Par ordonnance de référé en date du 20 octobre 2022, l’exécution provisoire du jugement a été arrêtée, les demandes respectives des parties formulées au titre de l’article 700 du code de procédure civile étant rejetées et celles-ci conservant chacune la charge des dépens exposés.
Dans ses dernières conclusions déposées au greffe et notifiées par RPVA le 5 janvier 2023, la société Pharmacie du pont neuf demande à la cour de :
– débouter le CIC ainsi que la Selarl MMJ ès qualités de l’ensemble de leurs demandes ;
– infirmer et annuler le jugement ayant ordonné sa liquidation judiciaire en toutes ses dispositions ;
– ordonner son redressement judiciaire ;
– statuer ce que de droit sur les dépens ;
– condamner le CIC et la Selarl MMJ chacun au paiement d’une somme de 3 000 euros sur le fondement de l’article 700 du code de procédure civile et aux entiers dépens.

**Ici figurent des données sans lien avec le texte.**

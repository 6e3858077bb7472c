//! Error types for blushproof.
//!
//! This module defines all error types used throughout the blushproof crate,
//! providing detailed context for debugging and user-friendly error messages.

use std::path::PathBuf;
use thiserror::Error;

/// The main error type for blushproof operations.
#[derive(Error, Debug)]
pub enum Error {
    // === Storage Errors ===
    /// Failed to open or create the database.
    #[error("failed to open database at {path}: {source}")]
    DatabaseOpen {
        /// Path to the database file.
        path: PathBuf,
        /// The underlying error.
        #[source]
        source: rusqlite::Error,
    },

    /// A database query failed.
    #[error("database query failed: {0}")]
    DatabaseQuery(#[from] rusqlite::Error),

    /// Failed to run database migrations.
    #[error("database migration failed: {message}")]
    DatabaseMigration {
        /// Description of what went wrong.
        message: String,
    },

    // === Configuration Errors ===
    /// Failed to load configuration.
    #[error("failed to load configuration: {0}")]
    ConfigLoad(Box<figment::Error>),

    /// Configuration validation failed.
    #[error("invalid configuration: {message}")]
    ConfigValidation {
        /// Description of the validation failure.
        message: String,
    },

    // === Categorization Errors ===
    /// A lookup key could not be derived from a domain or query. The input
    /// itself is left out so digest-mode hosts never reach the logs.
    #[error("failed to derive key: {message}")]
    KeyDerivation {
        /// Description of what went wrong.
        message: String,
    },

    /// The store was written with digest keys and cannot be read as plaintext.
    #[error("store uses {stored} keys and cannot be opened in {requested} mode")]
    KeyModeDowngrade {
        /// Key mode recorded in the store.
        stored: String,
        /// Key mode requested by the configuration.
        requested: String,
    },

    /// A category label is not well formed.
    #[error("invalid category label '{label}'")]
    InvalidCategory {
        /// The rejected label.
        label: String,
    },

    /// A shipped list could not be read or contains bad entries.
    #[error("invalid shipped list {name}: {message}")]
    InvalidList {
        /// Which list (file path or built-in name).
        name: String,
        /// Description of what went wrong.
        message: String,
    },

    /// Bloom filter parameters or encoding are invalid.
    #[error("invalid bloom filter: {0}")]
    InvalidBloom(String),

    // === I/O Errors ===
    /// File system operation failed.
    #[error("I/O error: {0}")]
    Io(#[from] std::io::Error),

    /// Failed to create a required directory.
    #[error("failed to create directory {path}: {source}")]
    DirectoryCreate {
        /// Path that couldn't be created.
        path: PathBuf,
        /// The underlying error.
        #[source]
        source: std::io::Error,
    },

    // === Serialization Errors ===
    /// JSON serialization/deserialization failed.
    #[error("JSON error: {0}")]
    Json(#[from] serde_json::Error),

    // === Generic Errors ===
    /// An internal error occurred (bug).
    #[error("internal error: {0}")]
    Internal(String),
}

/// A specialized Result type for blushproof operations.
pub type Result<T> = std::result::Result<T, Error>;

impl From<figment::Error> for Error {
    fn from(err: figment::Error) -> Self {
        Self::ConfigLoad(Box::new(err))
    }
}

impl Error {
    /// Create a new internal error.
    #[must_use]
    pub fn internal(message: impl Into<String>) -> Self {
        Self::Internal(message.into())
    }

    /// Create a key derivation error.
    #[must_use]
    pub fn key_derivation(message: impl Into<String>) -> Self {
        Self::KeyDerivation {
            message: message.into(),
        }
    }

    /// Create a shipped list error.
    #[must_use]
    pub fn invalid_list(name: impl Into<String>, message: impl Into<String>) -> Self {
        Self::InvalidList {
            name: name.into(),
            message: message.into(),
        }
    }

    /// Create a bloom filter error.
    #[must_use]
    pub fn invalid_bloom(message: impl Into<String>) -> Self {
        Self::InvalidBloom(message.into())
    }

    /// Check if this error comes from loading or validating configuration.
    #[must_use]
    pub fn is_config_error(&self) -> bool {
        matches!(
            self,
            Self::ConfigLoad(_) | Self::ConfigValidation { .. } | Self::KeyModeDowngrade { .. }
        )
    }
}
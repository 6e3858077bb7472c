//! `SQLite` schema definitions for blushproof.

/// SQL statement to create the namespaces table.
///
/// Each row holds one persisted record (a list, a whitelist or the counters)
/// as a JSON document.
pub const CREATE_NAMESPACES_TABLE: &str = r"
CREATE TABLE IF NOT EXISTS namespaces (
    namespace TEXT PRIMARY KEY,
    value TEXT NOT NULL,
    updated_at TEXT NOT NULL DEFAULT (datetime('now'))
)
";

/// SQL statement to create the metadata table for storing key-value pairs.
pub const CREATE_METADATA_TABLE: &str = r"
CREATE TABLE IF NOT EXISTS metadata (
    key TEXT PRIMARY KEY,
    value TEXT NOT NULL
)
";

/// All schema creation statements in order.
pub const SCHEMA_STATEMENTS: &[&str] = &[CREATE_NAMESPACES_TABLE, CREATE_METADATA_TABLE];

Le CIC, dans ses dernières conclusions déposées au greffe et notifiées par RPVA le 28 décembre 2022, demande à la cour de :
– débouter la Selarl pharmarcie du Pont Neuf de l’ensemble de ses demandes ;
– confirmer le jugement en toutes ses dispositions ;
Subsidiairement, dans l’hypothèse où la cour estimerait devoir en prononcer la nullité,
– ouvrir la liquididation judicaire de la société La Pharmacie du pont neuf avec toutes suites et conséquences de droit, désignant les organes de la procédure et fixant la date de cessation des paiements au 21 décembre 2021 ;
– condamner la société La Pharmacie du pont neuf à lui verser la somme de 3 000 euros sur le fondement de l’article 700 du code de procédure civile ;
– condamner la société La Pharmacie du pont neuf aux dépens.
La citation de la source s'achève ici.